Last week it happened this way. One flew towards the speaker, and our hero Adolfo flung him outside. But then, two more of his nasty friends were creeping towards the front row. Towards ME. And the biggest of the two, oh, he was obviously experienced at this form of terror, because while his partner in crime distracted Adolfo, he ran directly underneath my seat between my legs, and I, like a panicked fool, lifted my legs into the air, and let out a muffled scream from the front row. After the ensuing commotion, confusion, and surrounding laughter, I put my feet down and relaxed. Oh but no, he wasn't finished terrorizing; within seconds I felt a large weight against my foot, and at that moment, during a talk I am sorry to say I have no recollection of, instead of waiting for help, I got up and ran straight out of the Kingdom Hall.

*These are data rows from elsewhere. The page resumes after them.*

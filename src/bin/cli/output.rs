//! Output formatting for the backup summary.

use serde_json::json;
use std::path::Path;
use whisper_archive::BackupReport;

/// Trait for output formatting
pub trait OutputFormatter {
    /// Formats the summary of a finished run
    fn format_report(&self, archive: &Path, report: &BackupReport) -> String;
}

/// Human-readable output formatter
pub struct HumanFormatter;

impl OutputFormatter for HumanFormatter {
    fn format_report(&self, archive: &Path, report: &BackupReport) -> String {
        let mut output = String::new();

        if !report.archive_created {
            output.push_str(&format!(
                "Backup interrupted before {} was created\n",
                archive.display()
            ));
            return output;
        }
        if report.interrupted {
            output.push_str("Backup interrupted, archive holds the files written so far\n");
        }
        output.push_str(&format!(
            "Archived {} files ({} -> {}) to {}\n",
            report.entries_written,
            humanize_bytes(report.bytes_written),
            humanize_bytes(report.archive_size),
            archive.display()
        ));

        if !report.skipped.is_empty() {
            output.push_str(&format!("Skipped {} files:\n", report.skipped.len()));
            for skipped in &report.skipped {
                output.push_str(&format!("  {}: {}\n", skipped.entry_name, skipped.reason));
            }
        }

        output
    }
}

/// JSON output formatter
pub struct JsonFormatter;

impl OutputFormatter for JsonFormatter {
    fn format_report(&self, archive: &Path, report: &BackupReport) -> String {
        let skipped: Vec<_> = report
            .skipped
            .iter()
            .map(|s| {
                json!({
                    "entry": s.entry_name,
                    "path": s.path.display().to_string(),
                    "reason": s.reason,
                })
            })
            .collect();

        let obj = json!({
            "archive": archive.display().to_string(),
            "complete": report.is_complete(),
            "interrupted": report.interrupted,
            "archive_created": report.archive_created,
            "entries_written": report.entries_written,
            "bytes_written": report.bytes_written,
            "archive_size": report.archive_size,
            "skipped": skipped,
        });

        let mut text = serde_json::to_string_pretty(&obj).unwrap_or_else(|_| "{}".to_string());
        text.push('\n');
        text
    }
}

/// Creates a formatter for the given output format
pub fn create_formatter(format: crate::OutputFormat) -> Box<dyn OutputFormatter> {
    match format {
        crate::OutputFormat::Human => Box::new(HumanFormatter),
        crate::OutputFormat::Json => Box::new(JsonFormatter),
    }
}

/// Formats bytes as human-readable string
pub fn humanize_bytes(bytes: u64) -> String {
    const KB: u64 = 1024;
    const MB: u64 = KB * 1024;
    const GB: u64 = MB * 1024;

    if bytes >= GB {
        format!("{:.2} GiB", bytes as f64 / GB as f64)
    } else if bytes >= MB {
        format!("{:.2} MiB", bytes as f64 / MB as f64)
    } else if bytes >= KB {
        format!("{:.2} KiB", bytes as f64 / KB as f64)
    } else {
        format!("{} B", bytes)
    }
}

This, my friends, is the monster we must face here in Costa Rica. At times he even tries to sit among us for the nefarious purpose of gaining secret information. Look as he even tries to raise his hand to comment. But we are wise to him. We will continue to fight against him.

Tuesday, January 4, 2011

Tick Tock Tedium

Any one who knows me well knows that at times I get a bit stir crazy. Restless. Fidgety. Spastic. Bored. Sort of like a dog that needs to be walked a lot or it starts misbehaving. Anyhow, that's how I was feeling last night. The thing is, here it gets dark at the same time every single night, year round, day in, day out. The sun starts setting around 5:30pm, and afterwards, you have hours of darkness. How about a walk on the beach? Not safe solo, and not as easy as you'd think to get a partner. How about a movie? No theatre (unless you count the room that seats about 20 and shows rentals on a projector, which I refuse to). Bowling? Not unless you consider throwing toads at howler monkeys hanging from trees a form of the sport.



Our recent game of Squish the Scorpion in the Studio is most diverting, but it only takes so long to kill em and flush em.









Of course, there's the cul-de-sac of Tamarindo, with it's collection of seedy sports bars and over-priced restaurants, but most of the friends are on a tight budget, and fine dining is generally out of the question. How about cards? Always disliked them up until now, but playing a game of cards or dominos with friends is something I've grown to appreciate.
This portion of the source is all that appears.